By Dave Anderson, UCU Scotland President
Indeed universities are not John Lewis, or Amazon, Tesco or any other large corporate entity with a focus on profit and a primary responsibility to maximise returns for shareholders. As I said to Hollyrood.com “Universities are a collegiate body of staff and students working within their local community” to deliver learning, teaching, scholarship and research to meet the cultural, civic and economic needs of Scotland and the wider international community.
Governance models shape the operation and direction of organisations, which is why the current HE governance code, produced by the Scottish Chairs of Courts and which borrows much from corporations and the private sector, serves our universities so poorly. There are many examples of failures in corporate governance, from the banking crisis to misreporting of financial statements, but these are not of themselves why a business based governance model is inappropriate for HE. Fundamentally our university sector in Scotland depends on the collegiate nature of academic endeavour, where freedom of enquiry is protected and encouraged, and where engagement and involvement is drawn as widely as possible. In short universities are not a business and should not be governed as such.
In any discussion of governance before deciding on the “how” it is essential to agree on the “what”. It was partly in an attempt to address the “what” that UCU Scotland joined with other campus unions to host the “Re-imagining the University” conference in October 2014. This conference posed the questions: What are Universities for? Who do they belong to? How should they be governed? The overwhelming view expressed was that Scotland’s universities should remain primarily publicly funded; with a requirement to promote the public good through education and research; with governance structures that were democratic, transparent and accountable and that provided an academic voice (staff and student) in decision making at all levels.
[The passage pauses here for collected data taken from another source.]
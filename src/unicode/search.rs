//! SIMD-optimized text searching and analysis.
//!
//! This module provides high-performance functions for finding:
//! - Line breaks (LF, CR, CRLF)
//! - Tab stops
//! - Word/wrap break points
//!
//! Byte-level scans (line breaks, tab stops) go through `memchr`, which
//! picks a SIMD implementation per-platform; anything that needs grapheme
//! boundaries falls back to `unicode-segmentation`'s scalar iterator.

use memchr::{memchr_iter, memchr2_iter};
use unicode_segmentation::UnicodeSegmentation;

/// Result of a line break search.
#[derive(Clone, Debug, Default)]
pub struct LineBreakResult {
    /// Byte offsets where line breaks start.
    pub positions: Vec<usize>,
    /// Length of each line break (1 for LF/CR, 2 for CRLF).
    pub lengths: Vec<u8>,
}

/// Result of a tab stop search.
#[derive(Clone, Debug, Default)]
pub struct TabStopResult {
    /// Byte offsets where tabs occur.
    pub positions: Vec<usize>,
}

/// Result of a wrap break search.
#[derive(Clone, Debug, Default)]
pub struct WrapBreakResult {
    /// Byte offsets where wrapping can occur.
    pub positions: Vec<usize>,
    /// Type of break point (whitespace, punctuation, etc.).
    pub break_types: Vec<BreakType>,
}

/// Type of wrap break point.
#[derive(Clone, Copy, Debug, PartialEq, Eq)]
pub enum BreakType {
    /// Whitespace (space, tab).
    Whitespace,
    /// Punctuation that allows breaking after.
    Punctuation,
    /// Opening bracket/paren.
    OpenBracket,
    /// Closing bracket/paren.
    CloseBracket,
    /// Hyphen or dash.
    Hyphen,
}

/// Check if a string contains only ASCII characters.
///
/// This uses a fast SIMD-optimized check when the string is long enough.
/// For short strings, it falls back to byte-by-byte checking.
#[must_use]
#[inline]
pub fn is_ascii_only_fast(s: &str) -> bool {
    // Rust's str::is_ascii() is already well-optimized
    // and uses SIMD on supported platforms. Empty input is defined false
    // so callers can use this as a fast-path gate without a separate
    // length check.
    !s.is_empty() && s.is_ascii()
}

/// Check if a string contains only printable ASCII (32-126).
///
/// This is useful for detecting strings that need no special Unicode handling.
#[must_use]
pub fn is_printable_ascii_only(s: &str) -> bool {
    s.bytes().all(|b| (32..=126).contains(&b))
}

/// Find all line breaks in a string.
///
/// Detects LF (`\n`), CR (`\r`), and CRLF (`\r\n`) sequences.
/// Returns positions and lengths of each line break.
#[must_use]
pub fn find_line_breaks(text: &str) -> LineBreakResult {
    let mut result = LineBreakResult::default();
    let bytes = text.as_bytes();
    let len = bytes.len();
    let mut skip_next = false;

    for i in memchr2_iter(b'\n', b'\r', bytes) {
        if skip_next {
            skip_next = false;
            continue;
        }
        match bytes[i] {
            b'\r' if i + 1 < len && bytes[i + 1] == b'\n' => {
                result.positions.push(i);
                result.lengths.push(2);
                skip_next = true;
            }
            _ => {
                result.positions.push(i);
                result.lengths.push(1);
            }
        }
    }

    result
}

/// Find all tab characters in a string.
///
/// Returns byte offsets of each tab character.
#[must_use]
pub fn find_tab_stops(text: &str) -> TabStopResult {
    TabStopResult {
        positions: memchr_iter(b'\t', text.as_bytes()).collect(),
    }
}

/// Find all potential wrap break points in a string.
///
/// Identifies positions where text can be wrapped:
/// - After whitespace
/// - After punctuation
/// - After hyphens
/// - Around brackets
#[must_use]
pub fn find_wrap_breaks(text: &str) -> WrapBreakResult {
    let mut result = WrapBreakResult::default();

    for (i, ch) in text.char_indices() {
        let break_type = match ch {
            ' ' | '\t' => Some(BreakType::Whitespace),
            '.' | ',' | ';' | ':' | '!' | '?' => Some(BreakType::Punctuation),
            '(' | '[' | '{' | '<' => Some(BreakType::OpenBracket),
            ')' | ']' | '}' | '>' => Some(BreakType::CloseBracket),
            '-' | '\u{2010}' | '\u{2011}' | '\u{2012}' | '\u{2013}' | '\u{2014}' => {
                Some(BreakType::Hyphen)
            }
            _ => None,
        };

        if let Some(bt) = break_type {
            result.positions.push(i + ch.len_utf8());
            result.break_types.push(bt);
        }
    }

    result
}

/// Find the byte position to wrap text at a given column width.
///
/// Returns the byte offset where wrapping should occur, preferring
/// word boundaries when possible.
#[must_use]
pub fn find_wrap_position(text: &str, max_columns: u32, tab_width: u8) -> Option<usize> {
    if text.is_empty() || max_columns == 0 {
        return None;
    }

    let mut col = 0u32;
    let mut last_break = None;
    let mut last_break_col = 0u32;

    for (byte_idx, grapheme) in text.grapheme_indices(true) {
        let width = if grapheme == "\t" {
            u32::from(tab_width) - (col % u32::from(tab_width))
        } else {
            unicode_width::UnicodeWidthStr::width(grapheme) as u32
        };

        // Check if this is a potential break point
        if let Some(ch) = grapheme.chars().next() {
            if ch.is_whitespace() || is_break_char(ch) {
                last_break = Some(byte_idx + grapheme.len());
                last_break_col = col + width;
            }
        }

        col += width;

        // If we've exceeded the width
        if col > max_columns {
            // Prefer breaking at last word boundary if we have one
            // and it's not too far back
            if let Some(break_pos) = last_break {
                if last_break_col >= max_columns / 2 {
                    return Some(break_pos);
                }
            }
            // Otherwise break at current position
            return Some(byte_idx);
        }
    }

    // Text fits within max_columns
    None
}

/// Check if a character is a potential break point.
fn is_break_char(ch: char) -> bool {
    matches!(
        ch,
        '.' | ',' | ';' | ':' | '!' | '?' | '-' | '(' | ')' | '[' | ']' | '{' | '}' | '<' | '>'
    )
}

/// Find position by column width.
///
/// Returns the byte offset of the grapheme at or just before the specified column.
#[must_use]
pub fn find_position_by_width(text: &str, target_column: u32, tab_width: u8) -> usize {
    if text.is_empty() || target_column == 0 {
        return 0;
    }

    let mut col = 0u32;

    for (byte_idx, grapheme) in text.grapheme_indices(true) {
        let width = if grapheme == "\t" {
            u32::from(tab_width) - (col % u32::from(tab_width))
        } else {
            unicode_width::UnicodeWidthStr::width(grapheme) as u32
        };

        if col + width > target_column {
            return byte_idx;
        }

        col += width;

        if col >= target_column {
            return byte_idx + grapheme.len();
        }
    }

    text.len()
}

/// Get the previous grapheme start position.
///
/// Returns the byte offset and width of the grapheme before the given position.
#[must_use]
pub fn get_prev_grapheme_start(text: &str, byte_offset: usize, tab_width: u8) -> Option<(usize, u32)> {
    if byte_offset == 0 || text.is_empty() {
        return None;
    }

    let prefix = &text[..byte_offset.min(text.len())];
    let graphemes: Vec<_> = prefix.grapheme_indices(true).collect();

    if graphemes.is_empty() {
        return None;
    }

    let (start, grapheme) = graphemes.last()?;
    let width = if *grapheme == "\t" {
        // Calculate tab width at this position
        let mut col = 0u32;
        for (_, g) in &graphemes[..graphemes.len() - 1] {
            if *g == "\t" {
                col += u32::from(tab_width) - (col % u32::from(tab_width));
            } else {
                col += unicode_width::UnicodeWidthStr::width(*g) as u32;
            }
        }
        u32::from(tab_width) - (col % u32::from(tab_width))
    } else {
        unicode_width::UnicodeWidthStr::width(*grapheme) as u32
    };

    Some((*start, width))
}

/// Decode one UTF-8 scalar value starting at `pos` without the stdlib's
/// whole-string validity check.
///
/// Returns the decoded `char` and its byte length. If the lead byte at
/// `pos` is not a valid UTF-8 lead byte, or the sequence it implies runs
/// past the end of `bytes` (a truncated multi-byte tail), returns
/// `('\u{FFFD}', 1)` so callers can always advance by at least one byte.
#[must_use]
pub fn decode_utf8_unchecked(bytes: &[u8], pos: usize) -> (char, usize) {
    let Some(&lead) = bytes.get(pos) else {
        return ('\u{FFFD}', 1);
    };

    let len = if lead < 0x80 {
        1
    } else if lead & 0xE0 == 0xC0 {
        2
    } else if lead & 0xF0 == 0xE0 {
        3
    } else if lead & 0xF8 == 0xF0 {
        4
    } else {
        return ('\u{FFFD}', 1);
    };

    if pos + len > bytes.len() {
        return ('\u{FFFD}', 1);
    }

    match std::str::from_utf8(&bytes[pos..pos + len]) {
        Ok(s) => match s.chars().next() {
            Some(c) => (c, len),
            None => ('\u{FFFD}', 1),
        },
        Err(_) => ('\u{FFFD}', 1),
    }
}

/// Calculate text width in columns.
///
/// This is a faster version that handles tabs.
#[must_use]
pub fn calculate_text_width(text: &str, tab_width: u8) -> u32 {
    if text.is_empty() {
        return 0;
    }

    let mut col = 0u32;

    for grapheme in text.graphemes(true) {
        if grapheme == "\t" {
            col += u32::from(tab_width) - (col % u32::from(tab_width));
        } else {
            col += unicode_width::UnicodeWidthStr::width(grapheme) as u32;
        }
    }

    col
}
#[cfg(test)]
mod tests {
    use super::*;

    fn run(src: &str) -> Evaluator {
        let mut eval = Evaluator::new();
        let (program, errors) = Evaluator::parse_all(src);
        assert!(errors.is_empty(), "parse errors: {errors:?}");
        eval.execute(&program).expect("execution should not error");
        eval
    }

    #[test]
    fn arithmetic_and_variable_binding() {
        let eval = run("x := 40\ny := x + 2");
        let key = eval.interner.find("y").unwrap();
        assert_eq!(env::get(&eval.heap, eval.globals, key), Some(Value::Int(42)));
    }

    #[test]
    fn recursive_function_call() {
        let eval = run("fn fact(n) { if n <= 1 { return 1 } return n * fact(n-1) }\nresult := fact(5)");
        let key = eval.interner.find("result").unwrap();
        assert_eq!(env::get(&eval.heap, eval.globals, key), Some(Value::Int(120)));
    }

    #[test]
    fn closures_share_mutable_captured_state() {
        let mut eval = Evaluator::new();
        let (program, errors) = Evaluator::parse_all(
            "fn make() { c := 0\nfn() { c = c + 1\nc } }\nnext := make()\na := next()\nb := next()\nc := next()",
        );
        assert!(errors.is_empty(), "{errors:?}");
        eval.execute(&program).unwrap();
        let a = eval.interner.find("a").unwrap();
        let b = eval.interner.find("b").unwrap();
        let c = eval.interner.find("c").unwrap();
        assert_eq!(env::get(&eval.heap, eval.globals, a), Some(Value::Int(1)));
        assert_eq!(env::get(&eval.heap, eval.globals, b), Some(Value::Int(2)));
        assert_eq!(env::get(&eval.heap, eval.globals, c), Some(Value::Int(3)));
    }

    #[test]
    fn for_loop_over_array_literal() {
        let eval = run("sum := 0\nfor x in [3,1,2] { sum = sum + x }");
        let key = eval.interner.find("sum").unwrap();
        assert_eq!(env::get(&eval.heap, eval.globals, key), Some(Value::Int(6)));
    }

    #[test]
    fn table_field_access_and_mutation() {
        let eval = run("t := {a:1,b:2}\nt.a = 10");
        let key = eval.interner.find("t").unwrap();
        let Some(Value::Ref(id)) = env::get(&eval.heap, eval.globals, key) else { panic!("expected table") };
        let HeapData::Table(table) = eval.heap.get(id) else { panic!("expected table") };
        let a = eval.interner.find("a").unwrap();
        let b = eval.interner.find("b").unwrap();
        assert_eq!(table.get(a), Some(&Value::Int(10)));
        assert_eq!(table.get(b), Some(&Value::Int(2)));
    }

    #[test]
    fn foreign_struct_field_access_and_mutation() {
        let mut eval = Evaluator::new();
        let point = eval.make_struct("point".to_string(), &[("x", "int"), ("y", "double")]).unwrap();
        let p = eval.intern("p");
        env::define(&mut eval.heap, eval.globals, p, point, false);

        let (program, errors) = Evaluator::parse_all("p.x = 3\np.y = 2.5\nrx := p.x\nry := p.y");
        assert!(errors.is_empty(), "{errors:?}");
        eval.execute(&program).unwrap();

        let rx = eval.interner.find("rx").unwrap();
        let ry = eval.interner.find("ry").unwrap();
        assert_eq!(env::get(&eval.heap, eval.globals, rx), Some(Value::Int(3)));
        assert_eq!(env::get(&eval.heap, eval.globals, ry), Some(Value::Float(2.5)));
    }

    #[test]
    fn foreign_struct_unknown_field_is_a_foreign_error() {
        let mut eval = Evaluator::new();
        let point = eval.make_struct("point".to_string(), &[("x", "int")]).unwrap();
        let p = eval.intern("p");
        env::define(&mut eval.heap, eval.globals, p, point, false);

        let (program, errors) = Evaluator::parse_all("x := p.missing");
        assert!(errors.is_empty());
        let err = eval.execute(&program).unwrap_err();
        assert_eq!(err.kind, ErrorKind::Foreign);
    }

    #[test]
    fn match_wildcard_and_range_patterns() {
        let eval = run("v := 5\nresult := 0\nmatch v { 0..3 => { result = 1 }, _ => { result = 2 } }");
        let key = eval.interner.find("result").unwrap();
        assert_eq!(env::get(&eval.heap, eval.globals, key), Some(Value::Int(2)));
    }

    #[test]
    fn defer_runs_in_lifo_order_at_block_exit() {
        let order = Rc::new(std::cell::RefCell::new(Vec::new()));
        let mut eval = Evaluator::new();
        let log_a = Rc::clone(&order);
        eval.register_native("mark_a", Arity::Fixed(0), move |_, _| {
            log_a.borrow_mut().push('a');
            Ok(Value::Nil)
        })
        .unwrap();
        let log_b = Rc::clone(&order);
        eval.register_native("mark_b", Arity::Fixed(0), move |_, _| {
            log_b.borrow_mut().push('b');
            Ok(Value::Nil)
        })
        .unwrap();
        let (program, errors) = Evaluator::parse_all("fn f() { defer mark_b()\nmark_a() }\nf()");
        assert!(errors.is_empty());
        eval.execute(&program).unwrap();
        assert_eq!(*order.borrow(), vec!['a', 'b']);
    }

    #[test]
    fn division_by_zero_is_a_runtime_error() {
        let mut eval = Evaluator::new();
        let (program, errors) = Evaluator::parse_all("x := 1 / 0");
        assert!(errors.is_empty());
        let err = eval.execute(&program).unwrap_err();
        assert_eq!(err.kind, ErrorKind::Arithmetic);
    }

    #[test]
    fn undefined_variable_is_a_name_error() {
        let mut eval = Evaluator::new();
        let (program, errors) = Evaluator::parse_all("x := missing");
        assert!(errors.is_empty());
        let err = eval.execute(&program).unwrap_err();
        assert_eq!(err.kind, ErrorKind::Name);
    }
}
//! Open-addressing hash table backing the language's `table` value.
//!
//! Collisions resolve by linear probing; deletions leave a tombstone so probe sequences for
//! still-live keys are never broken. The table grows (doubling capacity, rehashing every live
//! entry) once the load factor — live entries plus tombstones, over capacity — would exceed 0.75.

use ahash::AHasher;
use std::hash::{Hash, Hasher};

use crate::intern::StringId;
use crate::value::Value;

const MAX_LOAD_FACTOR: f64 = 0.75;
const INITIAL_CAPACITY: usize = 8;

#[derive(Debug, Clone)]
enum Slot {
    Empty,
    Tombstone,
    Occupied { key: StringId, value: Value, is_const: bool },
}

/// A `table` value: string keys to arbitrary values, with per-entry const markers for
/// `table.field :: value`-style immutable fields.
#[derive(Debug, Clone)]
pub struct Table {
    slots: Vec<Slot>,
    len: usize,
    tombstones: usize,
}

impl Default for Table {
    fn default() -> Self {
        Self::new()
    }
}

impl Table {
    #[must_use]
    pub fn new() -> Self {
        Self { slots: vec![Slot::Empty; INITIAL_CAPACITY], len: 0, tombstones: 0 }
    }

    #[must_use]
    pub fn len(&self) -> usize {
        self.len
    }

    #[must_use]
    pub fn is_empty(&self) -> bool {
        self.len == 0
    }

    fn hash(key: StringId) -> u64 {
        let mut hasher = AHasher::default();
        key.hash(&mut hasher);
        hasher.finish()
    }

    fn probe(&self, key: StringId) -> usize {
        let mask = self.slots.len() - 1;
        let mut index = Self::hash(key) as usize & mask;
        let mut first_tombstone = None;
        loop {
            match &self.slots[index] {
                Slot::Empty => return first_tombstone.unwrap_or(index),
                Slot::Tombstone => {
                    if first_tombstone.is_none() {
                        first_tombstone = Some(index);
                    }
                }
                Slot::Occupied { key: k, .. } if *k == key => return index,
                Slot::Occupied { .. } => {}
            }
            index = (index + 1) & mask;
        }
    }

    fn find_occupied(&self, key: StringId) -> Option<usize> {
        let mask = self.slots.len() - 1;
        let mut index = Self::hash(key) as usize & mask;
        let start = index;
        loop {
            match &self.slots[index] {
                Slot::Empty => return None,
                Slot::Occupied { key: k, .. } if *k == key => return Some(index),
                _ => {}
            }
            index = (index + 1) & mask;
            if index == start {
                return None;
            }
        }
    }

    fn grow(&mut self) {
        let new_cap = self.slots.len() * 2;
        let old = std::mem::replace(&mut self.slots, vec![Slot::Empty; new_cap]);
        self.len = 0;
        self.tombstones = 0;
        for slot in old {
            if let Slot::Occupied { key, value, is_const } = slot {
                self.insert(key, value, is_const);
            }
        }
    }

    /// Inserts or overwrites `key`. Returns the previous value, if any.
    pub fn insert(&mut self, key: StringId, value: Value, is_const: bool) -> Option<Value> {
        if (self.len + self.tombstones + 1) as f64 > self.slots.len() as f64 * MAX_LOAD_FACTOR {
            self.grow();
        }
        let index = self.probe(key);
        match std::mem::replace(&mut self.slots[index], Slot::Occupied { key, value, is_const }) {
            Slot::Occupied { value: old, .. } => Some(old),
            Slot::Tombstone => {
                self.tombstones -= 1;
                self.len += 1;
                None
            }
            Slot::Empty => {
                self.len += 1;
                None
            }
        }
    }

    #[must_use]
    pub fn get(&self, key: StringId) -> Option<&Value> {
        self.find_occupied(key).map(|i| match &self.slots[i] {
            Slot::Occupied { value, .. } => value,
            _ => unreachable!(),
        })
    }

    #[must_use]
    pub fn is_const(&self, key: StringId) -> bool {
        self.find_occupied(key).is_some_and(|i| matches!(&self.slots[i], Slot::Occupied { is_const: true, .. }))
    }

    #[must_use]
    pub fn contains(&self, key: StringId) -> bool {
        self.find_occupied(key).is_some()
    }

    pub fn remove(&mut self, key: StringId) -> Option<Value> {
        let index = self.find_occupied(key)?;
        let Slot::Occupied { value, .. } = std::mem::replace(&mut self.slots[index], Slot::Tombstone) else {
            unreachable!()
        };
        self.len -= 1;
        self.tombstones += 1;
        Some(value)
    }

    pub fn iter(&self) -> impl Iterator<Item = (StringId, &Value)> {
        self.slots.iter().filter_map(|slot| match slot {
            Slot::Occupied { key, value, .. } => Some((*key, value)),
            _ => None,
        })
    }

    pub fn values_mut(&mut self) -> impl Iterator<Item = &mut Value> {
        self.slots.iter_mut().filter_map(|slot| match slot {
            Slot::Occupied { value, .. } => Some(value),
            _ => None,
        })
    }
}

#[cfg(test)]
mod tests {
    use super::*;
    use crate::intern::Interner;

    #[test]
    fn insert_then_get_round_trips() {
        let mut interner = Interner::new();
        let key = interner.intern("x");
        let mut table = Table::new();
        assert_eq!(table.insert(key, Value::Int(1), false), None);
        assert_eq!(table.get(key), Some(&Value::Int(1)));
    }

    #[test]
    fn overwrite_returns_previous_value() {
        let mut interner = Interner::new();
        let key = interner.intern("x");
        let mut table = Table::new();
        table.insert(key, Value::Int(1), false);
        assert_eq!(table.insert(key, Value::Int(2), false), Some(Value::Int(1)));
    }

    #[test]
    fn remove_then_reinsert_reuses_tombstone() {
        let mut interner = Interner::new();
        let key = interner.intern("x");
        let mut table = Table::new();
        table.insert(key, Value::Int(1), false);
        assert_eq!(table.remove(key), Some(Value::Int(1)));
        assert!(!table.contains(key));
        table.insert(key, Value::Int(2), false);
        assert_eq!(table.get(key), Some(&Value::Int(2)));
    }

    #[test]
    fn grows_past_load_factor_without_losing_entries() {
        let mut interner = Interner::new();
        let mut table = Table::new();
        let keys: Vec<_> = (0..100).map(|i| interner.intern(&format!("k{i}"))).collect();
        for (i, &key) in keys.iter().enumerate() {
            table.insert(key, Value::Int(i as i64), false);
        }
        assert_eq!(table.len(), 100);
        for (i, &key) in keys.iter().enumerate() {
            assert_eq!(table.get(key), Some(&Value::Int(i as i64)));
        }
    }

    #[test]
    fn const_flag_is_tracked_per_entry() {
        let mut interner = Interner::new();
        let key = interner.intern("frozen");
        let mut table = Table::new();
        table.insert(key, Value::Int(1), true);
        assert!(table.is_const(key));
    }
}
Kezia Dugdale, then Labour Education spokesperson, used her address to the conference to signal Scottish Labour’s wish to continue with no undergraduate student fees (and hence further underline the “public” nature of Scotland’s HE institutions) while the then Cabinet Secretary Michael Russell again made clear his support for the von Prondzynski report and of the SNP governments commitment to legislate for full implementation of the report’s recommendations.
Angela Constance as Education Secretary is to be congratulated for taking forward that commitment to legislate. The response of Principals and Chairs of Court is as disappointing as it is unsurprising. In submissions to the von Prondzynski review as well as in their subsequent adoption of a “new” code of governance, university leaders have argued that nothing should be changed, indeed suggesting that any tinkering risks the excellence already achieved. Such stasis will only enshrine overbearing managerialism, with targets and performance indicators replacing the academic freedom and true innovation essential to an institution’s long term future.
Radical measures are needed to protect and grow Scotland’s public higher education system. Accountable and transparent governance structures which fully involve staff and students, with Rectors democratically elected and empowered to chair university courts, where campus union nominees can express a range of opinions and where the composition of governing bodies properly reflects diversity and equality may not appear particularly radical, but it would be a start.